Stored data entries
▬▬▬▬▬▬
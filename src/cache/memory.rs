use std::collections::HashMap;
use std::sync::Mutex;
use std::time::{Duration, Instant};

use async_trait::async_trait;

use super::{CacheError, TokenCache};

struct Entry {
    value: String,
    expires_at: Option<Instant>,
}

impl Entry {
    fn is_live(&self, now: Instant) -> bool {
        self.expires_at.map_or(true, |deadline| deadline > now)
    }
}

/// Process-local token cache with per-entry deadlines
#[derive(Default)]
pub struct InMemoryTokenCache {
    entries: Mutex<HashMap<String, Entry>>,
}

impl InMemoryTokenCache {
    pub fn new() -> Self {
        Self::default()
    }

    fn lock(&self) -> std::sync::MutexGuard<'_, HashMap<String, Entry>> {
        // A panic while holding the lock cannot leave a half-written entry.
        self.entries.lock().unwrap_or_else(|poisoned| poisoned.into_inner())
    }
}

#[async_trait]
impl TokenCache for InMemoryTokenCache {
    async fn get(&self, key: &str) -> Result<Option<String>, CacheError> {
        let now = Instant::now();
        let mut entries = self.lock();

        let live = entries
            .get(key)
            .map(|entry| entry.is_live(now).then(|| entry.value.clone()));

        match live {
            Some(Some(value)) => Ok(Some(value)),
            Some(None) => {
                entries.remove(key);
                Ok(None)
            }
            None => Ok(None),
        }
    }

    async fn set(&self, key: &str, value: &str, ttl: Option<Duration>) -> Result<(), CacheError> {
        let expires_at = ttl.map(|ttl| Instant::now() + ttl);
        self.lock().insert(
            key.to_string(),
            Entry {
                value: value.to_string(),
                expires_at,
            },
        );

        Ok(())
    }

    async fn increment(&self, key: &str, ttl_on_create: Duration) -> Result<i64, CacheError> {
        let now = Instant::now();
        let mut entries = self.lock();

        let (count, expires_at) = match entries.get(key).filter(|entry| entry.is_live(now)) {
            Some(entry) => {
                let count = entry
                    .value
                    .parse::<i64>()
                    .ok()
                    .and_then(|count| count.checked_add(1))
                    .ok_or_else(|| CacheError::NotACounter {
                        key: key.to_string(),
                    })?;
                (count, entry.expires_at)
            }
            None => (1, Some(now + ttl_on_create)),
        };

        entries.insert(
            key.to_string(),
            Entry {
                value: count.to_string(),
                expires_at,
            },
        );

        Ok(count)
    }
}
▬▬▬▬▬▬
**How to complete this task:**
Look through the records and count each line that holds "value". Write only the total.

**Response to the task:**
7